Sonntag, 21. Oktober 2018

Alles auf Anfang: Das Pferd und ich



Heute kramte ich meine Reitstiefeletten raus, die seit über einem Jahr ungeputzt und ungenutzt im Schrank stehen, denn es war ein Spaziergang mit Pferden geplant. Ja, ein neuer Anfang im Themenbereich: Das Pferd und ich. 

Die Besitzerin des Pferdes hat ja nun zwei Pferde zu bespaßen, seitdem ihr Mann seine letzte Ruhestätte im Friedwald gefunden hat. Sie fänd es gut, wenn sie nicht mit beiden Pferden nacheinander spazieren gehen müsse, sondern beide in einem Aufwasch an die frische Luft kämen.

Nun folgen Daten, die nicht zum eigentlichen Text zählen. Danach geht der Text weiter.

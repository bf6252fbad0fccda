use std::io::Write;
use std::path::Path;

use tracing::info;

use crate::Labels;
use crate::dataset::FeatureMatrix;
use crate::error::{Error, Result};
use crate::record::CHANGE_TYPE;

/// Writes a feature matrix as CSV with a header of column names. When `labels` is given a
/// trailing `change_type` column carries the integer codes. Missing values are left empty.
pub fn write_feature_matrix(
    path: impl AsRef<Path>,
    features: &FeatureMatrix,
    labels: Option<&Labels>,
) -> Result<()> {
    let path = path.as_ref();
    write_feature_matrix_to(std::fs::File::create(path)?, features, labels)?;
    info!(path = %path.display(), rows = features.n_samples(), "wrote feature matrix");
    Ok(())
}

pub fn write_feature_matrix_to<W: Write>(
    writer: W,
    features: &FeatureMatrix,
    labels: Option<&Labels>,
) -> Result<()> {
    if let Some(labels) = labels {
        if labels.len() != features.n_samples() {
            return Err(Error::Shape(format!(
                "{} labels for {} rows",
                labels.len(),
                features.n_samples()
            )));
        }
    }

    let mut wtr = csv::Writer::from_writer(writer);
    let mut header: Vec<&str> = features.columns.iter().map(String::as_str).collect();
    if labels.is_some() {
        header.push(CHANGE_TYPE);
    }
    wtr.write_record(&header)?;

    for (i, row) in features.data.rows().into_iter().enumerate() {
        let mut record: Vec<String> = row
            .iter()
            .map(|v| if v.is_nan() { String::new() } else { v.to_string() })
            .collect();
        if let Some(labels) = labels {
            record.push(labels[i].to_string());
        }
        wtr.write_record(&record)?;
    }
    wtr.flush()?;
    Ok(())
}

/// Writes predictions as an `Id,change_type` table, ids counting rows from 0.
pub fn write_submission(path: impl AsRef<Path>, predictions: &Labels) -> Result<()> {
    let path = path.as_ref();
    write_submission_to(std::fs::File::create(path)?, predictions)?;
    info!(path = %path.display(), rows = predictions.len(), "wrote submission");
    Ok(())
}

pub fn write_submission_to<W: Write>(writer: W, predictions: &Labels) -> Result<()> {
    let mut wtr = csv::Writer::from_writer(writer);
    wtr.write_record(["Id", CHANGE_TYPE])?;
    for (id, label) in predictions.iter().enumerate() {
        wtr.write_record([id.to_string(), label.to_string()])?;
    }
    wtr.flush()?;
    Ok(())
}

#[cfg(test)]
mod tests {
    use super::*;
    use ndarray::array;

    #[test]
    fn feature_matrix_has_named_header() {
        let features = FeatureMatrix::new(
            array![[1.5, f64::NAN], [0.0, 2.0]],
            vec!["img_00".to_string(), "delta_days_t0_t1".to_string()],
        )
        .unwrap();
        let mut out = Vec::new();
        write_feature_matrix_to(&mut out, &features, Some(&array![2, -1])).unwrap();

        let text = String::from_utf8(out).unwrap();
        assert_eq!(
            text,
            "img_00,delta_days_t0_t1,change_type\n1.5,,2\n0,2,-1\n"
        );
    }

    #[test]
    fn label_count_must_match_rows() {
        let features = FeatureMatrix::new(array![[1.0]], vec!["a".to_string()]).unwrap();
        let err = write_feature_matrix_to(Vec::new(), &features, Some(&array![1, 2]));
        assert!(matches!(err, Err(Error::Shape(_))));
    }

    #[test]
    fn submission_rows_are_numbered() {
        let mut out = Vec::new();
        write_submission_to(&mut out, &array![3, 0, 5]).unwrap();
        assert_eq!(
            String::from_utf8(out).unwrap(),
            "Id,change_type\n0,3\n1,0\n2,5\n"
        );
    }

    #[test]
    fn submission_file_is_written() {
        let dir = tempfile::tempdir().unwrap();
        let path = dir.path().join("submission.csv");
        write_submission(&path, &array![1, 2]).unwrap();
        let text = std::fs::read_to_string(&path).unwrap();
        assert!(text.starts_with("Id,change_type\n"));
        assert_eq!(text.lines().count(), 3);
    }
}
use ndarray::ArrayViewMut1;

use crate::error::{Error, Result};
use crate::record::{EPOCHS, GEOGRAPHY_TYPE, Record, STATUS_PREFIX, URBAN_TYPE, epoch_attribute};
use crate::schema::{Schema, TagMatching, Vocabulary};

/// Expands categorical attributes into 0/1 indicator blocks using a schema's vocabularies.
#[derive(Clone, Copy, Debug)]
pub struct CategoricalEncoder<'a> {
    schema: &'a Schema,
}

impl<'a> CategoricalEncoder<'a> {
    pub fn new(schema: &'a Schema) -> Self {
        Self { schema }
    }

    /// Width of the urban, geography and status blocks together.
    pub fn width(&self) -> usize {
        self.schema.urban().len()
            + self.schema.geography().len()
            + self.schema.status().len() * EPOCHS
    }

    /// Writes the urban, geography and status indicators of `record` into `out`, which must
    /// be exactly [`width`](Self::width) long.
    pub fn encode_into(
        &self,
        index: usize,
        record: &Record,
        mut out: ArrayViewMut1<f64>,
    ) -> Result<()> {
        if out.len() != self.width() {
            return Err(Error::Shape(format!(
                "indicator buffer has {} slots, schema needs {}",
                out.len(),
                self.width()
            )));
        }

        let urban = required(index, URBAN_TYPE, record.urban_type.as_deref())?;
        let geography = required(index, GEOGRAPHY_TYPE, record.geography_type.as_deref())?;

        let mut offset = 0;
        for (raw, vocab) in [(urban, self.schema.urban()), (geography, self.schema.geography())] {
            for (slot, hit) in self.tag_indicators(raw, vocab).into_iter().enumerate() {
                out[offset + slot] = indicator(hit);
            }
            offset += vocab.len();
        }

        let status = self.schema.status();
        for epoch in 0..EPOCHS {
            let attribute = || epoch_attribute(STATUS_PREFIX, epoch);
            let value = record.change_status[epoch]
                .as_deref()
                .ok_or_else(|| Error::encoding(index, attribute(), "attribute is missing"))?
                .trim();
            for (slot, term) in status.iter().enumerate() {
                out[offset + slot] = indicator(term == value);
            }
            offset += status.len();
        }

        Ok(())
    }

    /// Indicators for one multi-valued attribute, in vocabulary order.
    pub fn tag_indicators(&self, raw: &str, vocab: &Vocabulary) -> Vec<bool> {
        match self.schema.tag_matching() {
            TagMatching::Token => {
                let tokens = self.schema.tokenizer().tokenize(raw);
                vocab.iter().map(|term| tokens.iter().any(|t| t == term)).collect()
            }
            TagMatching::Substring => vocab.iter().map(|term| raw.contains(term)).collect(),
        }
    }
}

fn required<'r>(index: usize, attribute: &str, value: Option<&'r str>) -> Result<&'r str> {
    value.ok_or_else(|| Error::encoding(index, attribute, "attribute is missing"))
}

fn indicator(hit: bool) -> f64 {
    if hit { 1.0 } else { 0.0 }
}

Man muss wissen, dass für jemanden wie mich ein anderthalbstündiger Spaziergang mit Pferd dreimal so anstrengend ist wie ein Gang allein über die Felder. Ich muss nämlich immerzu die Gegend scannen, ob ein Reh oder ein Wildschwein aus dem Hinterhalt unseren Weg kreuzt. Bricht das Pferd zu meiner Seite aus, bin ich geliefert.

Außerdem latscht man durch Sand und das bissel verdorrte Gras ist immer noch interessanter als die schöne Aussicht, weshalb ich schnell bereute, nicht meine Handschuhe eingepackt zu haben. Mein Pferd konnte sich auch nach langer Abstinenz von mir noch gut daran erinnern, dass ich eine durchsetzungsschwache Napfsülze bin. 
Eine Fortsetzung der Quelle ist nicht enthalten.